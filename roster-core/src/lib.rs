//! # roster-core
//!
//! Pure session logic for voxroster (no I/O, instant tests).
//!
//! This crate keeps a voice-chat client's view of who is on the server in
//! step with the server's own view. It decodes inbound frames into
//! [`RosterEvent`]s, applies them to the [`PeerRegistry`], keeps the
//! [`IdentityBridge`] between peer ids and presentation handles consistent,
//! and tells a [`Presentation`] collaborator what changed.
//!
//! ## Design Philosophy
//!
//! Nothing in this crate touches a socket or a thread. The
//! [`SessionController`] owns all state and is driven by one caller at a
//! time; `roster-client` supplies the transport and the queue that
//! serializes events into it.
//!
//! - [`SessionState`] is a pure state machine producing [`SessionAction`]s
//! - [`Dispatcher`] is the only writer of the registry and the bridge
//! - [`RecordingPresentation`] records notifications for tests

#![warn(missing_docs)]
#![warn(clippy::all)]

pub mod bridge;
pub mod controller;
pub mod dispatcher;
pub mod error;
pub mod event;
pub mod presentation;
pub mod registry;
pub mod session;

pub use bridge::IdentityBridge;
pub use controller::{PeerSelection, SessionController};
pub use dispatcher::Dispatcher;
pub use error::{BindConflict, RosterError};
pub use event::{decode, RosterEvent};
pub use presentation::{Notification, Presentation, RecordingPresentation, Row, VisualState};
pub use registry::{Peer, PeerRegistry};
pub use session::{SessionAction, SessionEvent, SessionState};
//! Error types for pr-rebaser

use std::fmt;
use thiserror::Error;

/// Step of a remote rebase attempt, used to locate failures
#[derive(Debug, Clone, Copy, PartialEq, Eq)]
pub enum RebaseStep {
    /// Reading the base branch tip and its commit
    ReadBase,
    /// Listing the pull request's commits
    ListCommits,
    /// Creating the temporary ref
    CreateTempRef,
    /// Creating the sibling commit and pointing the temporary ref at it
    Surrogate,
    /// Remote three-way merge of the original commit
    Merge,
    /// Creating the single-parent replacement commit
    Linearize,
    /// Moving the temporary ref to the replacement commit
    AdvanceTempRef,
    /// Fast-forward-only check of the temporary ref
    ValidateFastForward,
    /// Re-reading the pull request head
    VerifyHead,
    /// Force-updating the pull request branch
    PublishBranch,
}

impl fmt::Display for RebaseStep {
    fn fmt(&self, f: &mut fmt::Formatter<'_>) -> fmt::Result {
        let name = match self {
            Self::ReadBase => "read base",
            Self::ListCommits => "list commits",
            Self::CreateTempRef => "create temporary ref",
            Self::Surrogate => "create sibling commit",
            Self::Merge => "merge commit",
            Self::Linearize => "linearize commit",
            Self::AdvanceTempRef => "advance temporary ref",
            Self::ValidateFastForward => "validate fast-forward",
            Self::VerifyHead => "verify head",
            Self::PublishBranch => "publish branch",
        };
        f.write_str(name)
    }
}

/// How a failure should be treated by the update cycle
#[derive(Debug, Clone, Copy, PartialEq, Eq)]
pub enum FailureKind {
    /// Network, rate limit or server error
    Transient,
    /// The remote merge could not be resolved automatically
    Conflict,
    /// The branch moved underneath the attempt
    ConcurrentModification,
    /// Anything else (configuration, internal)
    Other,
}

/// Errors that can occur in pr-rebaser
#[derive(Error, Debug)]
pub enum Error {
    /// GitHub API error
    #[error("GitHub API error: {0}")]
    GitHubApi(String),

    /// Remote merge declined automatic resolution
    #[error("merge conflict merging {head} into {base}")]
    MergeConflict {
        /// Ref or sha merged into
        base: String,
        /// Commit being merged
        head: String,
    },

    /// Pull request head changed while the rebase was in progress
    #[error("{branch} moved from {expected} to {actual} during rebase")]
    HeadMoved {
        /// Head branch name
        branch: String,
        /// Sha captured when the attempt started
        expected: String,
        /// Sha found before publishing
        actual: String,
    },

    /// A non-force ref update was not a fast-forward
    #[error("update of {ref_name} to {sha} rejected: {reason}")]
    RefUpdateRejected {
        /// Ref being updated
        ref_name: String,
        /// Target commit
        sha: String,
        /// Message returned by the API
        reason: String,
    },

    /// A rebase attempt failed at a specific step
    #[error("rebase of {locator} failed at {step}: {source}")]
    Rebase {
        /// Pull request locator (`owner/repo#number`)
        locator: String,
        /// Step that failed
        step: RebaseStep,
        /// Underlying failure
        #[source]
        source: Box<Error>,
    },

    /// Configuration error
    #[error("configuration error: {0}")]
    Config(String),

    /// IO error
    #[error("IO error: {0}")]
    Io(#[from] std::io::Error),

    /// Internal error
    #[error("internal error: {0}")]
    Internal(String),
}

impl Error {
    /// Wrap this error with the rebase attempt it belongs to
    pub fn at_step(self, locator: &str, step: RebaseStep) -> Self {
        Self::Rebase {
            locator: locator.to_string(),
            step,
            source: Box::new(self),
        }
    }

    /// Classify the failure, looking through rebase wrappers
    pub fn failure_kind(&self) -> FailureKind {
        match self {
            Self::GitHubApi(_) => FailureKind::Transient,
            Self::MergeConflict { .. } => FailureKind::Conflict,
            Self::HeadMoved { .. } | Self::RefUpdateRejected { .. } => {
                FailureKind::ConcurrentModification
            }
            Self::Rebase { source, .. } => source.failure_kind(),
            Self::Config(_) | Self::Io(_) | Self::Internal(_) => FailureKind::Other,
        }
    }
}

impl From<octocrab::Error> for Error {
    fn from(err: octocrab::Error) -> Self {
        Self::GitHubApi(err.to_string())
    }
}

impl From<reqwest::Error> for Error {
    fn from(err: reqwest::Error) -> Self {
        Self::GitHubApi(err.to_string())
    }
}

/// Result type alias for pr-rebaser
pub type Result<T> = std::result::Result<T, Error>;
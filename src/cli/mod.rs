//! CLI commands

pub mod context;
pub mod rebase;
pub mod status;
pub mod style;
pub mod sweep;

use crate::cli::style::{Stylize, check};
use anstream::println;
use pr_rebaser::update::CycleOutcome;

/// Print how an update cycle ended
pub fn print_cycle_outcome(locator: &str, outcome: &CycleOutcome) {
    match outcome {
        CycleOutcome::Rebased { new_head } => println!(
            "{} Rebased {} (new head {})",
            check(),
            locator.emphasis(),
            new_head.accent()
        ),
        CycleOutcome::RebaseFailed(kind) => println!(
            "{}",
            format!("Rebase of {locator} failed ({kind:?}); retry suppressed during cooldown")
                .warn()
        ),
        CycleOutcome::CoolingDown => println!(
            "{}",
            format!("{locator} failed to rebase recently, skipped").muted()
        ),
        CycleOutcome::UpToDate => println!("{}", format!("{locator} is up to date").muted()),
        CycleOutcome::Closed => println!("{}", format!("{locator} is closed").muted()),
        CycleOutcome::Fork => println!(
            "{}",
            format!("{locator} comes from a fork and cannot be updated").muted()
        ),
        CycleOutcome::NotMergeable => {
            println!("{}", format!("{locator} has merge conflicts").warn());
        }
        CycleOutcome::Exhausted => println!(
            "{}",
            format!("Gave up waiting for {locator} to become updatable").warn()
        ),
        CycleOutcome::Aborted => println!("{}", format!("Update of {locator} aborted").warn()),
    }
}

_ _ _ _ _ _ _

Brief: Output the whole listing exactly as given.

Solution:
filename roster-core/src/lib.rs
//! # roster-core
//!
//! Pure session logic for voxroster (no I/O, instant tests).
//!
//! This crate keeps a voice-chat client's view of who is on the server in
//! step with the server's own view. It decodes inbound frames into
//! [`RosterEvent`]s, applies them to the [`PeerRegistry`], keeps the
//! [`IdentityBridge`] between peer ids and presentation handles consistent,
//! and tells a [`Presentation`] collaborator what changed.
//!
//! ## Design Philosophy
//!
//! Nothing in this crate touches a socket or a thread. The
//! [`SessionController`] owns all state and is driven by one caller at a
//! time; `roster-client` supplies the transport and the queue that
//! serializes events into it.
//!
//! - [`SessionState`] is a pure state machine producing [`SessionAction`]s
//! - [`Dispatcher`] is the only writer of the registry and the bridge
//! - [`RecordingPresentation`] records notifications for tests

#![warn(missing_docs)]
#![warn(clippy::all)]

pub mod bridge;
pub mod controller;
pub mod dispatcher;
pub mod error;
pub mod event;
pub mod presentation;
pub mod registry;
pub mod session;

pub use bridge::IdentityBridge;
pub use controller::{PeerSelection, SessionController};
pub use dispatcher::Dispatcher;
pub use error::{BindConflict, RosterError};
pub use event::{decode, RosterEvent};
pub use presentation::{Notification, Presentation, RecordingPresentation, Row, VisualState};
pub use registry::{Peer, PeerRegistry};
pub use session::{SessionAction, SessionEvent, SessionState};
//! Error types for pr-rebaser

use std::fmt;
use thiserror::Error;

/// Step of a remote rebase attempt, used to locate failures
#[derive(Debug, Clone, Copy, PartialEq, Eq)]
pub enum RebaseStep {
    /// Reading the base branch tip and its commit
    ReadBase,
    /// Listing the pull request's commits
    ListCommits,
    /// Creating the temporary ref
    CreateTempRef,
    /// Creating the sibling commit and pointing the temporary ref at it
    Surrogate,
    /// Remote three-way merge of the original commit
    Merge,
    /// Creating the single-parent replacement commit
    Linearize,
    /// Moving the temporary ref to the replacement commit
    AdvanceTempRef,
    /// Fast-forward-only check of the temporary ref
    ValidateFastForward,
    /// Re-reading the pull request head
    VerifyHead,
    /// Force-updating the pull request branch
    PublishBranch,
}

impl fmt::Display for RebaseStep {
    fn fmt(&self, f: &mut fmt::Formatter<'_>) -> fmt::Result {
        let name = match self {
            Self::ReadBase => "read base",
            Self::ListCommits => "list commits",
            Self::CreateTempRef => "create temporary ref",
            Self::Surrogate => "create sibling commit",
            Self::Merge => "merge commit",
            Self::Linearize => "linearize commit",
            Self::AdvanceTempRef => "advance temporary ref",
            Self::ValidateFastForward => "validate fast-forward",
            Self::VerifyHead => "verify head",
            Self::PublishBranch => "publish branch",
        };
        f.write_str(name)
    }
}

/// How a failure should be treated by the update cycle
#[derive(Debug, Clone, Copy, PartialEq, Eq)]
pub enum FailureKind {
    /// Network, rate limit or server error
    Transient,
    /// The remote merge could not be resolved automatically
    Conflict,
    /// The branch moved underneath the attempt
    ConcurrentModification,
    /// Anything else (configuration, internal)
    Other,
}

/// Errors that can occur in pr-rebaser
#[derive(Error, Debug)]
pub enum Error {
    /// GitHub API error
    #[error("GitHub API error: {0}")]
    GitHubApi(String),

    /// Remote merge declined automatic resolution
    #[error("merge conflict merging {head} into {base}")]
    MergeConflict {
        /// Ref or sha merged into
        base: String,
        /// Commit being merged
        head: String,
    },

    /// Pull request head changed while the rebase was in progress
    #[error("{branch} moved from {expected} to {actual} during rebase")]
    HeadMoved {
        /// Head branch name
        branch: String,
        /// Sha captured when the attempt started
        expected: String,
        /// Sha found before publishing
        actual: String,
    },

    /// A non-force ref update was not a fast-forward
    #[error("update of {ref_name} to {sha} rejected: {reason}")]
    RefUpdateRejected {
        /// Ref being updated
        ref_name: String,
        /// Target commit
        sha: String,
        /// Message returned by the API
        reason: String,
    },

    /// A rebase attempt failed at a specific step
    #[error("rebase of {locator} failed at {step}: {source}")]
    Rebase {
        /// Pull request locator (`owner/repo#number`)
        locator: String,
        /// Step that failed
        step: RebaseStep,
        /// Underlying failure
        #[source]
        source: Box<Error>,
    },

    /// Configuration error
    #[error("configuration error: {0}")]
    Config(String),

    /// IO error
    #[error("IO error: {0}")]
    Io(#[from] std::io::Error),

    /// Internal error
    #[error("internal error: {0}")]
    Internal(String),
}

impl Error {
    /// Wrap this error with the rebase attempt it belongs to
    pub fn at_step(self, locator: &str, step: RebaseStep) -> Self {
        Self::Rebase {
            locator: locator.to_string(),
            step,
            source: Box::new(self),
        }
    }

    /// Classify the failure, looking through rebase wrappers
    pub fn failure_kind(&self) -> FailureKind {
        match self {
            Self::GitHubApi(_) => FailureKind::Transient,
            Self::MergeConflict { .. } => FailureKind::Conflict,
            Self::HeadMoved { .. } | Self::RefUpdateRejected { .. } => {
                FailureKind::ConcurrentModification
            }
            Self::Rebase { source, .. } => source.failure_kind(),
            Self::Config(_) | Self::Io(_) | Self::Internal(_) => FailureKind::Other,
        }
    }
}

impl From<octocrab::Error> for Error {
    fn from(err: octocrab::Error) -> Self {
        Self::GitHubApi(err.to_string())
    }
}

impl From<reqwest::Error> for Error {
    fn from(err: reqwest::Error) -> Self {
        Self::GitHubApi(err.to_string())
    }
}

/// Result type alias for pr-rebaser
pub type Result<T> = std::result::Result<T, Error>;
filename src/cli/mod.rs
//! CLI commands

pub mod context;
pub mod rebase;
pub mod status;
pub mod style;
pub mod sweep;

use crate::cli::style::{Stylize, check};
use anstream::println;
use pr_rebaser::update::CycleOutcome;

/// Print how an update cycle ended
pub fn print_cycle_outcome(locator: &str, outcome: &CycleOutcome) {
    match outcome {
        CycleOutcome::Rebased { new_head } => println!(
            "{} Rebased {} (new head {})",
            check(),
            locator.emphasis(),
            new_head.accent()
        ),
        CycleOutcome::RebaseFailed(kind) => println!(
            "{}",
            format!("Rebase of {locator} failed ({kind:?}); retry suppressed during cooldown")
                .warn()
        ),
        CycleOutcome::CoolingDown => println!(
            "{}",
            format!("{locator} failed to rebase recently, skipped").muted()
        ),
        CycleOutcome::UpToDate => println!("{}", format!("{locator} is up to date").muted()),
        CycleOutcome::Closed => println!("{}", format!("{locator} is closed").muted()),
        CycleOutcome::Fork => println!(
            "{}",
            format!("{locator} comes from a fork and cannot be updated").muted()
        ),
        CycleOutcome::NotMergeable => {
            println!("{}", format!("{locator} has merge conflicts").warn());
        }
        CycleOutcome::Exhausted => println!(
            "{}",
            format!("Gave up waiting for {locator} to become updatable").warn()
        ),
        CycleOutcome::Aborted => println!("{}", format!("Update of {locator} aborted").warn()),
    }
}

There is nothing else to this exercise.